Литмир - Электронная Библиотека

– Вот, суки… – помнится, единственное, что смог я произнести, услыхав невозможную весть. Остановите черную музыку, отмотайте пленку назад! Я ничего не слышал. Никто не звонил. Отмотайте пленку назад! Заберите меня отсюда – за месяц, день, час, полчаса, хотя бы пять минут ДО! Дайте, дайте мне, прошу вас – хотя бы пять минут ДО! Я привык ничего и никогда не просить – а теперь прошу. Прошу! Прошу на нижайших коленях! Самую малость – пять безмятежных минут. Пять счастливых бесконечно минут – там, где все, как прежде. Телефон не звонил. Я не спешил, роняя пепел, из кухни – в надежде услышать самого дорогого мне человека. Никто не кричал и не плакал в трубку, Гришкиным голосом ругаясь вперемешку на русском и своем – и узнать ничего я не мог. Чай еще не остыл и ждет в деревянной кухне. Все, как и должно быть. Теплый октябрьский вечер, теплый октябрьский мир. Хоть что-то, хоть как-то, но дайте мне – пять невозможных минут, верните Землю на место! Только пять минут – я же не прошу больше! Ну, что же вы…

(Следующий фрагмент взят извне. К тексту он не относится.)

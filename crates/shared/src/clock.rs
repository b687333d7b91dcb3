//! Time source abstraction
//!
//! Everything that stamps `UpdatedAt`/`DeletedAt` or picks an `as_of` takes a
//! `Clock` instead of reading the system time directly, so tests can pin time
//! per instance.

use std::sync::Mutex;
use time::{Duration, OffsetDateTime};

pub trait Clock: Send + Sync {
    fn now(&self) -> OffsetDateTime;
}

/// Wall clock in UTC
#[derive(Debug, Clone, Copy, Default)]
pub struct SystemClock;

impl Clock for SystemClock {
    fn now(&self) -> OffsetDateTime {
        OffsetDateTime::now_utc()
    }
}

/// Manually driven clock for tests and replays
#[derive(Debug)]
pub struct FixedClock {
    now: Mutex<OffsetDateTime>,
}

impl FixedClock {
    pub fn new(now: OffsetDateTime) -> Self {
        Self {
            now: Mutex::new(now),
        }
    }

    pub fn set(&self, now: OffsetDateTime) {
        *self.now.lock().unwrap_or_else(|e| e.into_inner()) = now;
    }

    pub fn advance(&self, by: Duration) {
        let mut now = self.now.lock().unwrap_or_else(|e| e.into_inner());
        *now += by;
    }
}

impl Clock for FixedClock {
    fn now(&self) -> OffsetDateTime {
        *self.now.lock().unwrap_or_else(|e| e.into_inner())
    }
}
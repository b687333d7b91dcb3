//! linesync background worker
//!
//! Runs the billing jobs on a cron schedule:
//! - hourly fail-safe subscription reconcile
//! - per-minute invoice collect and advance

mod config;

use std::sync::Arc;

use anyhow::Context;
use linesync_billing::{
    CollectInput, InvoiceAdvancer, InvoiceCollector, InvoiceFilter, PgBillingStore, PgSubscriptionSource,
    ReconcileInput, Reconciler, Shutdown, Synchronizer,
};
use linesync_shared::{create_migration_pool, create_pool, run_migrations, Clock, SystemClock};
use tokio_cron_scheduler::{Job, JobScheduler, JobSchedulerError};
use tracing::{info, warn};
use tracing_subscriber::EnvFilter;

use crate::config::WorkerConfig;

#[tokio::main]
async fn main() -> anyhow::Result<()> {
    dotenvy::dotenv().ok();
    init_tracing();

    let config = WorkerConfig::from_env().context("Failed to load worker configuration")?;

    if config.run_migrations {
        let migration_pool = create_migration_pool(&config.database_url)
            .await
            .context("Failed to connect for migrations")?;
        run_migrations(&migration_pool)
            .await
            .context("Failed to run migrations")?;
        migration_pool.close().await;
        info!("Database migrations applied");
    }

    let pool = create_pool(&config.database_url, config.database_max_connections)
        .await
        .context("Failed to connect to database")?;

    let clock: Arc<dyn Clock> = Arc::new(SystemClock);
    let store = PgBillingStore::new(pool.clone());
    let (shutdown_trigger, shutdown) = Shutdown::channel();

    let reconciler = Reconciler::new(
        Arc::new(PgSubscriptionSource::new(pool.clone())),
        Synchronizer::new(Arc::new(store.clone()), clock.clone()),
    )
    .with_batch_size(config.batch_size)
    .with_shutdown(shutdown.clone());

    let advancer = InvoiceAdvancer::new(Arc::new(store.clone()), clock.clone())
        .with_batch_size(config.batch_size)
        .with_shutdown(shutdown.clone());

    let collector = InvoiceCollector::new(Arc::new(store))
        .with_batch_size(config.batch_size)
        .with_shutdown(shutdown);

    let reconcile_input = ReconcileInput {
        lookback: config.lookback(),
        namespaces: config.namespaces.clone(),
        customers: config.customers.clone(),
    };
    let filter = InvoiceFilter {
        namespaces: config.namespaces.clone(),
        customers: config.customers.clone(),
    };

    let mut scheduler = JobScheduler::new().await?;
    scheduler
        .add(reconcile_job(&config.sync_schedule, reconciler, reconcile_input)?)
        .await?;
    scheduler
        .add(collect_job(&config.collect_schedule, collector, filter.clone(), clock)?)
        .await?;
    scheduler
        .add(advance_job(&config.advance_schedule, advancer, filter)?)
        .await?;
    scheduler.start().await?;

    info!(
        sync_schedule = %config.sync_schedule,
        collect_schedule = %config.collect_schedule,
        advance_schedule = %config.advance_schedule,
        batch_size = config.batch_size,
        "linesync worker started"
    );

    tokio::signal::ctrl_c()
        .await
        .context("Failed to listen for shutdown signal")?;

    info!("Shutdown requested, letting running batches finish");
    shutdown_trigger.trigger();
    scheduler.shutdown().await?;
    pool.close().await;

    info!("linesync worker stopped");
    Ok(())
}

/// `RUST_LOG` filters, `LOG_FORMAT=json` switches to JSON lines
fn init_tracing() {
    let filter = EnvFilter::try_from_default_env()
        .unwrap_or_else(|_| "linesync_worker=info,linesync_billing=info".into());

    let json = std::env::var("LOG_FORMAT").is_ok_and(|f| f.eq_ignore_ascii_case("json"));
    if json {
        tracing_subscriber::fmt().with_env_filter(filter).json().init();
    } else {
        tracing_subscriber::fmt().with_env_filter(filter).init();
    }
}

fn reconcile_job(schedule: &str, reconciler: Reconciler, input: ReconcileInput) -> Result<Job, JobSchedulerError> {
    Job::new_async(schedule, move |_id, _scheduler| {
        let reconciler = reconciler.clone();
        let input = input.clone();
        Box::pin(async move {
            if let Err(e) = reconciler.all(&input).await {
                warn!(error = %e, "Subscription reconcile failed");
            }
        })
    })
}

fn collect_job(
    schedule: &str,
    collector: InvoiceCollector,
    filter: InvoiceFilter,
    clock: Arc<dyn Clock>,
) -> Result<Job, JobSchedulerError> {
    Job::new_async(schedule, move |_id, _scheduler| {
        let collector = collector.clone();
        let input = CollectInput {
            namespaces: filter.namespaces.clone(),
            customers: filter.customers.clone(),
            as_of: Some(clock.now()),
        };
        Box::pin(async move {
            if let Err(e) = collector.collect_all(&input).await {
                warn!(error = %e, "Invoice collect failed");
            }
        })
    })
}

fn advance_job(schedule: &str, advancer: InvoiceAdvancer, filter: InvoiceFilter) -> Result<Job, JobSchedulerError> {
    Job::new_async(schedule, move |_id, _scheduler| {
        let advancer = advancer.clone();
        let filter = filter.clone();
        Box::pin(async move {
            if let Err(e) = advancer.advance_all(&filter).await {
                warn!(error = %e, "Invoice advance failed");
            }
        })
    })
}
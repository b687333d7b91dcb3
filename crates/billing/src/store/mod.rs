//! Storage backends for the billing and subscription services

pub mod memory;
pub mod postgres;

pub use memory::{MemoryBillingStore, MemoryInvoice, MemoryInvoiceStatus, MemorySubscriptionSource};
pub use postgres::{PgBillingStore, PgBillingTransaction, PgSubscriptionSource};
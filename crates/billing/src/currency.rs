//! Currency precision and rounding of prorated amounts

use rust_decimal::{Decimal, RoundingStrategy};

use crate::error::{BillingError, BillingResult};

/// ISO-4217 minor unit digits for the currencies we bill in
const MINOR_UNITS: &[(&str, u32)] = &[
    ("AUD", 2),
    ("BHD", 3),
    ("BRL", 2),
    ("CAD", 2),
    ("CHF", 2),
    ("CLP", 0),
    ("CNY", 2),
    ("CZK", 2),
    ("DKK", 2),
    ("EUR", 2),
    ("GBP", 2),
    ("HUF", 2),
    ("INR", 2),
    ("ISK", 0),
    ("JPY", 0),
    ("KRW", 0),
    ("KWD", 3),
    ("MXN", 2),
    ("NOK", 2),
    ("NZD", 2),
    ("PLN", 2),
    ("SEK", 2),
    ("SGD", 2),
    ("USD", 2),
    ("ZAR", 2),
];

/// Rounds amounts to the precision of one currency
#[derive(Debug, Clone, PartialEq, Eq)]
pub struct CurrencyCalculator {
    code: String,
    precision: u32,
}

impl CurrencyCalculator {
    /// Resolve the calculator for an ISO-4217 code (case-insensitive)
    pub fn for_code(code: &str) -> BillingResult<Self> {
        let upper = code.trim().to_ascii_uppercase();
        MINOR_UNITS
            .iter()
            .find(|(c, _)| *c == upper)
            .map(|(c, precision)| Self {
                code: (*c).to_string(),
                precision: *precision,
            })
            .ok_or_else(|| BillingError::UnknownCurrency(code.to_string()))
    }

    pub fn code(&self) -> &str {
        &self.code
    }

    pub fn round(&self, amount: Decimal) -> Decimal {
        amount
            .round_dp_with_strategy(self.precision, RoundingStrategy::MidpointAwayFromZero)
            .normalize()
    }
}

– Вот, суки… – сказал я тогда, только, чтобы сказать что-то. Кто они, эти «суки» – я не знал. Кто-то. Никто. Все и каждый. И главной, нечистой самой из сук был я сам. Сукой, которой нет и не будет прощения. За то, что родился в неправильный день. За то, что грешил и не был за грехи выездным – все тяготы перемещений-перелетов оставив Аде. За то, что ввел в организм ей чрезмерную дозу нетерпения-яда – дозу, оказавшуюся смертельной. Но она-то, она, черт побери! Неужели не могла она вылететь двенадцатого, как планировалось ранее!? Вылететь и долететь? Еще ребенком она поражала своей вредностью и своенравием – такой, выходит, осталась и по сей день! Я зол был, как опытный черт – и злился теперь именно на нее, Адку. Все такая же вредина! Как можно всегда и всюду поступать по-своему! Как вздумается левой ноге и мочке правого уха! А потом – я поостыл.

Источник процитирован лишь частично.